House debates

Monday, 3 November 2025

Private Members' Business

Energy

11:52 am

Photo of Garth HamiltonGarth Hamilton (Groom, Liberal National Party) Share this | Hansard source

I am very happy to support the member for Wannon on this fine motion. I remember well, Deputy Speaker Georganas, as I'm sure you do and others here, the lead-up to the 2022 election when then leader of the opposition—now prime minister—very successfully won a mandate on electricity prices. It was a very important conversation that he brought into the national narrative, and I believe very much it was a change he did want to see. Australians were hurting, he was hearing it, his members were hearing it on the government benches at the time and we were hearing it. This was an important conversation. Electricity prices were rising and looked like they would rise for some time. We needed change on that front. When the Prime Minister went and said, 'I am going to reduce energy prices by $275,' on 97 occasions, this was not dipping his toe in the water of this subject; this was a prime minister seeking a mandate to drive down electricity prices in this country, and he won that mandate.
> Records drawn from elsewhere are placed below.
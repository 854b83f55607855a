//   Copyright (c) 2024-2026 Anton Kundenko <singaraiona@gmail.com>
//   All rights reserved.
//
//   Permission is hereby granted, free of charge, to any person obtaining a copy
//   of this software and associated documentation files (the "Software"), to deal
//   in the Software without restriction, including without limitation the rights
//   to use, copy, modify, merge, publish, distribute, sublicense, and/or sell
//   copies of the Software, and to permit persons to whom the Software is
//   furnished to do so, subject to the following conditions:
//
//   The above copyright notice and this permission notice shall be included in all
//   copies or substantial portions of the Software.
//
//   THE SOFTWARE IS PROVIDED "AS IS", WITHOUT WARRANTY OF ANY KIND, EXPRESS OR
//   IMPLIED, INCLUDING BUT NOT LIMITED TO THE WARRANTIES OF MERCHANTABILITY,
//   FITNESS FOR A PARTICULAR PURPOSE AND NONINFRINGEMENT. IN NO EVENT SHALL THE
//   AUTHORS OR COPYRIGHT HOLDERS BE LIABLE FOR ANY CLAIM, DAMAGES OR OTHER
//   LIABILITY, WHETHER IN AN ACTION OF CONTRACT, TORT OR OTHERWISE, ARISING FROM,
//   OUT OF OR IN CONNECTION WITH THE SOFTWARE OR THE USE OR OTHER DEALINGS IN THE
//   SOFTWARE.

//! AVX2 kernel variants for the hot f64/f32/i64/i32 paths.
//!
//! Each public shim is safe: `install` is only called after the feature has
//! been detected (or the caller forced a level at or below detection), so the
//! `#[target_feature]` bodies are sound to enter. Reductions keep the same
//! four-accumulator association order as the scalar kernels, per 256-bit
//! lane group.

#![cfg(target_arch = "x86_64")]

use std::arch::x86_64::*;

use crate::simd::table::{CmpOp, Dispatch};

/// Overwrite the hot entries of `d` with the AVX2 variants. Kernels without
/// a 256-bit variant keep their scalar entries.
pub fn install(d: &mut Dispatch) {
    d.kf64.sum = sum_f64;
    d.kf64.add = add_f64;
    d.kf64.sub = sub_f64;
    d.kf64.mul = mul_f64;
    d.kf64.div = div_f64;
    d.kf64.add_scalar = add_scalar_f64;
    d.kf64.sub_scalar = sub_scalar_f64;
    d.kf64.mul_scalar = mul_scalar_f64;
    d.kf64.div_scalar = div_scalar_f64;
    d.kf64.cmp_scalar = cmp_scalar_f64;
    d.kf32.sum = sum_f32;
    d.ki64.sum = sum_i64;
    d.ki64.add = add_i64;
    d.ki64.sub = sub_i64;
    d.ki64.add_scalar = add_scalar_i64;
    d.ki64.cmp_scalar = cmp_scalar_i64;
    d.ki32.sum = sum_i32;
    d.ki32.add = add_i32;
    d.ki32.sub = sub_i32;
    d.ki32.mul = mul_i32;
}

// ---------------------------------------------------------------------------
// f64 reductions
// ---------------------------------------------------------------------------

fn sum_f64(xs: &[f64]) -> f64 {
    unsafe { sum_f64_impl(xs) }
}

#[target_feature(enable = "avx2")]
unsafe fn sum_f64_impl(xs: &[f64]) -> f64 {
    let n = xs.len();
    let ptr = xs.as_ptr();
    let mut acc0 = _mm256_setzero_pd();
    let mut acc1 = _mm256_setzero_pd();
    let mut acc2 = _mm256_setzero_pd();
    let mut acc3 = _mm256_setzero_pd();
    let mut i = 0;
    while i + 16 <= n {
        acc0 = _mm256_add_pd(acc0, _mm256_loadu_pd(ptr.add(i)));
        acc1 = _mm256_add_pd(acc1, _mm256_loadu_pd(ptr.add(i + 4)));
        acc2 = _mm256_add_pd(acc2, _mm256_loadu_pd(ptr.add(i + 8)));
        acc3 = _mm256_add_pd(acc3, _mm256_loadu_pd(ptr.add(i + 12)));
        i += 16;
    }
    let acc = _mm256_add_pd(_mm256_add_pd(acc0, acc1), _mm256_add_pd(acc2, acc3));
    let mut lanes = [0.0f64; 4];
    _mm256_storeu_pd(lanes.as_mut_ptr(), acc);
    let mut total = lanes[0] + lanes[1] + lanes[2] + lanes[3];
    while i < n {
        total += *ptr.add(i);
        i += 1;
    }
    total
}

fn sum_f32(xs: &[f32]) -> f32 {
    unsafe { sum_f32_impl(xs) }
}

#[target_feature(enable = "avx2")]
unsafe fn sum_f32_impl(xs: &[f32]) -> f32 {
    let n = xs.len();
    let ptr = xs.as_ptr();
    let mut acc0 = _mm256_setzero_ps();
    let mut acc1 = _mm256_setzero_ps();
    let mut i = 0;
    while i + 16 <= n {
        acc0 = _mm256_add_ps(acc0, _mm256_loadu_ps(ptr.add(i)));
        acc1 = _mm256_add_ps(acc1, _mm256_loadu_ps(ptr.add(i + 8)));
        i += 16;
    }
    let acc = _mm256_add_ps(acc0, acc1);
    let mut lanes = [0.0f32; 8];
    _mm256_storeu_ps(lanes.as_mut_ptr(), acc);
    let mut total = lanes.iter().sum::<f32>();
    while i < n {
        total += *ptr.add(i);
        i += 1;
    }
    total
}

// ---------------------------------------------------------------------------
// Integer reductions
// ---------------------------------------------------------------------------

fn sum_i64(xs: &[i64]) -> i64 {
    unsafe { sum_i64_impl(xs) }
}

#[target_feature(enable = "avx2")]
unsafe fn sum_i64_impl(xs: &[i64]) -> i64 {
    let n = xs.len();
    let ptr = xs.as_ptr();
    let mut acc0 = _mm256_setzero_si256();
    let mut acc1 = _mm256_setzero_si256();
    let mut i = 0;
    while i + 8 <= n {
        acc0 = _mm256_add_epi64(acc0, _mm256_loadu_si256(ptr.add(i) as *const __m256i));
        acc1 = _mm256_add_epi64(acc1, _mm256_loadu_si256(ptr.add(i + 4) as *const __m256i));
        i += 8;
    }
    let acc = _mm256_add_epi64(acc0, acc1);
    let mut lanes = [0i64; 4];
    _mm256_storeu_si256(lanes.as_mut_ptr() as *mut __m256i, acc);
    let mut total = lanes[0]
        .wrapping_add(lanes[1])
        .wrapping_add(lanes[2])
        .wrapping_add(lanes[3]);
    while i < n {
        total = total.wrapping_add(*ptr.add(i));
        i += 1;
    }
    total
}

fn sum_i32(xs: &[i32]) -> i32 {
    unsafe { sum_i32_impl(xs) }
}

#[target_feature(enable = "avx2")]
unsafe fn sum_i32_impl(xs: &[i32]) -> i32 {
    let n = xs.len();
    let ptr = xs.as_ptr();
    let mut acc = _mm256_setzero_si256();
    let mut i = 0;
    while i + 8 <= n {
        acc = _mm256_add_epi32(acc, _mm256_loadu_si256(ptr.add(i) as *const __m256i));
        i += 8;
    }
    let mut lanes = [0i32; 8];
    _mm256_storeu_si256(lanes.as_mut_ptr() as *mut __m256i, acc);
    let mut total = lanes.iter().fold(0i32, |a, &b| a.wrapping_add(b));
    while i < n {
        total = total.wrapping_add(*ptr.add(i));
        i += 1;
    }
    total
}

// ---------------------------------------------------------------------------
// Elementwise — f64
// ---------------------------------------------------------------------------

macro_rules! binary_f64 {
    ($shim:ident, $impl_name:ident, $intrinsic:ident, $op:tt) => {
        fn $shim(a: &[f64], b: &[f64], out: &mut [f64]) {
            unsafe { $impl_name(a, b, out) }
        }

        #[target_feature(enable = "avx2")]
        unsafe fn $impl_name(a: &[f64], b: &[f64], out: &mut [f64]) {
            let n = a.len();
            let mut i = 0;
            while i + 4 <= n {
                let va = _mm256_loadu_pd(a.as_ptr().add(i));
                let vb = _mm256_loadu_pd(b.as_ptr().add(i));
                _mm256_storeu_pd(out.as_mut_ptr().add(i), $intrinsic(va, vb));
                i += 4;
            }
            while i < n {
                out[i] = a[i] $op b[i];
                i += 1;
            }
        }
    };
}

binary_f64!(add_f64, add_f64_impl, _mm256_add_pd, +);
binary_f64!(sub_f64, sub_f64_impl, _mm256_sub_pd, -);
binary_f64!(mul_f64, mul_f64_impl, _mm256_mul_pd, *);
binary_f64!(div_f64, div_f64_impl, _mm256_div_pd, /);

macro_rules! scalar_f64 {
    ($shim:ident, $impl_name:ident, $intrinsic:ident, $op:tt) => {
        fn $shim(a: &[f64], s: f64, out: &mut [f64]) {
            unsafe { $impl_name(a, s, out) }
        }

        #[target_feature(enable = "avx2")]
        unsafe fn $impl_name(a: &[f64], s: f64, out: &mut [f64]) {
            let n = a.len();
            let vs = _mm256_set1_pd(s);
            let mut i = 0;
            while i + 4 <= n {
                let va = _mm256_loadu_pd(a.as_ptr().add(i));
                _mm256_storeu_pd(out.as_mut_ptr().add(i), $intrinsic(va, vs));
                i += 4;
            }
            while i < n {
                out[i] = a[i] $op s;
                i += 1;
            }
        }
    };
}

scalar_f64!(add_scalar_f64, add_scalar_f64_impl, _mm256_add_pd, +);
scalar_f64!(sub_scalar_f64, sub_scalar_f64_impl, _mm256_sub_pd, -);
scalar_f64!(mul_scalar_f64, mul_scalar_f64_impl, _mm256_mul_pd, *);
scalar_f64!(div_scalar_f64, div_scalar_f64_impl, _mm256_div_pd, /);

// ---------------------------------------------------------------------------
// Elementwise — integers
// ---------------------------------------------------------------------------

macro_rules! binary_int {
    ($shim:ident, $impl_name:ident, $t:ty, $lanes:expr, $intrinsic:ident, $fallback:ident) => {
        fn $shim(a: &[$t], b: &[$t], out: &mut [$t]) {
            unsafe { $impl_name(a, b, out) }
        }

        #[target_feature(enable = "avx2")]
        unsafe fn $impl_name(a: &[$t], b: &[$t], out: &mut [$t]) {
            let n = a.len();
            let mut i = 0;
            while i + $lanes <= n {
                let va = _mm256_loadu_si256(a.as_ptr().add(i) as *const __m256i);
                let vb = _mm256_loadu_si256(b.as_ptr().add(i) as *const __m256i);
                _mm256_storeu_si256(out.as_mut_ptr().add(i) as *mut __m256i, $intrinsic(va, vb));
                i += $lanes;
            }
            while i < n {
                out[i] = a[i].$fallback(b[i]);
                i += 1;
            }
        }
    };
}

binary_int!(add_i64, add_i64_impl, i64, 4, _mm256_add_epi64, wrapping_add);
binary_int!(sub_i64, sub_i64_impl, i64, 4, _mm256_sub_epi64, wrapping_sub);
binary_int!(add_i32, add_i32_impl, i32, 8, _mm256_add_epi32, wrapping_add);
binary_int!(sub_i32, sub_i32_impl, i32, 8, _mm256_sub_epi32, wrapping_sub);
binary_int!(mul_i32, mul_i32_impl, i32, 8, _mm256_mullo_epi32, wrapping_mul);

fn add_scalar_i64(a: &[i64], s: i64, out: &mut [i64]) {
    unsafe { add_scalar_i64_impl(a, s, out) }
}

#[target_feature(enable = "avx2")]
unsafe fn add_scalar_i64_impl(a: &[i64], s: i64, out: &mut [i64]) {
    let n = a.len();
    let vs = _mm256_set1_epi64x(s);
    let mut i = 0;
    while i + 4 <= n {
        let va = _mm256_loadu_si256(a.as_ptr().add(i) as *const __m256i);
        _mm256_storeu_si256(out.as_mut_ptr().add(i) as *mut __m256i, _mm256_add_epi64(va, vs));
        i += 4;
    }
    while i < n {
        out[i] = a[i].wrapping_add(s);
        i += 1;
    }
}

// ---------------------------------------------------------------------------
// Comparisons — f64 against a scalar
// ---------------------------------------------------------------------------

fn cmp_scalar_f64(op: CmpOp, a: &[f64], s: f64, out: &mut [u8]) {
    unsafe {
        match op {
            CmpOp::Eq => cmp_scalar_f64_imm::<_CMP_EQ_OQ>(a, s, out),
            CmpOp::Ne => cmp_scalar_f64_imm::<_CMP_NEQ_UQ>(a, s, out),
            CmpOp::Lt => cmp_scalar_f64_imm::<_CMP_LT_OQ>(a, s, out),
            CmpOp::Le => cmp_scalar_f64_imm::<_CMP_LE_OQ>(a, s, out),
            CmpOp::Gt => cmp_scalar_f64_imm::<_CMP_GT_OQ>(a, s, out),
            CmpOp::Ge => cmp_scalar_f64_imm::<_CMP_GE_OQ>(a, s, out),
        }
    }
}

#[target_feature(enable = "avx2")]
unsafe fn cmp_scalar_f64_imm<const IMM: i32>(a: &[f64], s: f64, out: &mut [u8]) {
    let n = a.len();
    let vs = _mm256_set1_pd(s);
    let mut i = 0;
    while i + 4 <= n {
        let va = _mm256_loadu_pd(a.as_ptr().add(i));
        let m = _mm256_movemask_pd(_mm256_cmp_pd::<IMM>(va, vs));
        out[i] = (m & 1) as u8;
        out[i + 1] = ((m >> 1) & 1) as u8;
        out[i + 2] = ((m >> 2) & 1) as u8;
        out[i + 3] = ((m >> 3) & 1) as u8;
        i += 4;
    }
    while i < n {
        out[i] = cmp_one_f64::<IMM>(a[i], s) as u8;
        i += 1;
    }
}

#[inline]
fn cmp_one_f64<const IMM: i32>(a: f64, s: f64) -> bool {
    match IMM {
        _CMP_EQ_OQ => a == s,
        _CMP_NEQ_UQ => a != s,
        _CMP_LT_OQ => a < s,
        _CMP_LE_OQ => a <= s,
        _CMP_GT_OQ => a > s,
        _CMP_GE_OQ => a >= s,
        _ => unreachable!(),
    }
}

// ---------------------------------------------------------------------------
// Comparisons — i64 against a scalar
// ---------------------------------------------------------------------------

fn cmp_scalar_i64(op: CmpOp, a: &[i64], s: i64, out: &mut [u8]) {
    unsafe { cmp_scalar_i64_impl(op, a, s, out) }
}

#[target_feature(enable = "avx2")]
unsafe fn cmp_scalar_i64_impl(op: CmpOp, a: &[i64], s: i64, out: &mut [u8]) {
    let n = a.len();
    let vs = _mm256_set1_epi64x(s);
    let mut i = 0;
    while i + 4 <= n {
        let va = _mm256_loadu_si256(a.as_ptr().add(i) as *const __m256i);
        // Compose every operator from cmpeq/cmpgt; `invert` flips the mask.
        let (mask, invert) = match op {
            CmpOp::Eq => (_mm256_cmpeq_epi64(va, vs), false),
            CmpOp::Ne => (_mm256_cmpeq_epi64(va, vs), true),
            CmpOp::Gt => (_mm256_cmpgt_epi64(va, vs), false),
            CmpOp::Le => (_mm256_cmpgt_epi64(va, vs), true),
            CmpOp::Lt => (_mm256_cmpgt_epi64(vs, va), false),
            CmpOp::Ge => (_mm256_cmpgt_epi64(vs, va), true),
        };
        let mut m = _mm256_movemask_pd(_mm256_castsi256_pd(mask));
        if invert {
            m = !m & 0xF;
        }
        out[i] = (m & 1) as u8;
        out[i + 1] = ((m >> 1) & 1) as u8;
        out[i + 2] = ((m >> 2) & 1) as u8;
        out[i + 3] = ((m >> 3) & 1) as u8;
        i += 4;
    }
    while i < n {
        let r = match op {
            CmpOp::Eq => a[i] == s,
            CmpOp::Ne => a[i] != s,
            CmpOp::Lt => a[i] < s,
            CmpOp::Le => a[i] <= s,
            CmpOp::Gt => a[i] > s,
            CmpOp::Ge => a[i] >= s,
        };
        out[i] = r as u8;
        i += 1;
    }
}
Sadly, what we've seen since then is a complete policy failure, where energy prices have not gone down by $275. In fact, they've gone up on average by more than $1,300 around the nation. This is a spectacular policy fail. In my heart, genuinely, I hope the Prime Minister can turn this around, because I have constituents like Tom, who owns the National Hotel in Toowoomba, who regularly reaches out to me. He has provided me with his most recent energy bill, once again showing that, over the last two years, the energy costs for him to run his hotel have doubled. This is a point that he describes as breaking point. These costs continue to rise. At one point in his career, he said, these were costs that you just absorbed and that you understood would be there. Now he makes key decisions on future investments on the basis of his electricity costs, they have risen so much. They are rising in businesses; they are rising in homes. And if we are all honest here, we are all hearing this. The electricity bill that arrives in your letterbox, in your email, those prices are going up, and Australians are feeling it and we're hurting.

I'm not the first to have raised this. I acknowledge other members in this place, including you, Deputy Speaker Sharkie, have talked about integrity as being a key part. I think the key step here is for the government to acknowledge that they have failed on the mandate they sought. They have not delivered cheaper energy prices. We are seeing that discussion now being realised around the country. Just last week, the AFRI'm going to quote them. They're talking about the recent inflation figures. They said: 'Other factors, including the sharp nine per cent jump in electricity prices, have played a part. This is partly due to the winding up of the energy rebate payments in three states, and now foreshadows the expected financial squeeze when the federal government's $150 cost-of-living power bill handout expires in December. Fundamentally, this reflects the structural reality that the renewable energy transition is expensive.'

That was in the AFR. So not only have the government failed during the last 3½ or four years, they have also set us up for further increases. We know that. We know that the minister has received a brief from his department saying exactly that. That's what is to be expected. Nothing has changed. Nothing has changed structurally. Our power bills have gone up, and they will continue to go up—that is the trajectory that we find ourselves on.

I want to raise how this failure to manage our economy and the impact of electricity prices is spreading right across Australia. We see today a press release from the AMA. The press release is about—it's titled 'Bulk Billing changes miss the mark'. It's showing how the changes the government is proposing or making to bulk-billing will not affect bulk-billing rates. I'm going to read a quote from the press release, because it points out something very important to this debate. It says:

"We are … frustrated that Minister Butler has repeatedly boasted that GP appointments will be 'free' under the program and that patients will 'only need their Medicare card, not their credit card'.

"We have had many practices tell us that this is simply not true because the changes will not cover … staff, rent, electricity, consumables, insurance and other costs—

which are all going up. The rising costs of electricity are playing out across our economy. This is not just in small businesses or big businesses or home; now we're seeing the AMA talking about the impact that it's having on GPs as well. Everyone is feeling the rising pressure of these costs. The government should, first, own up that they have failed and then, second, lay out a clear plan on how they are going to drive down these costs. That is what they said they would do for the Australian people, and they have absolutely failed to do so.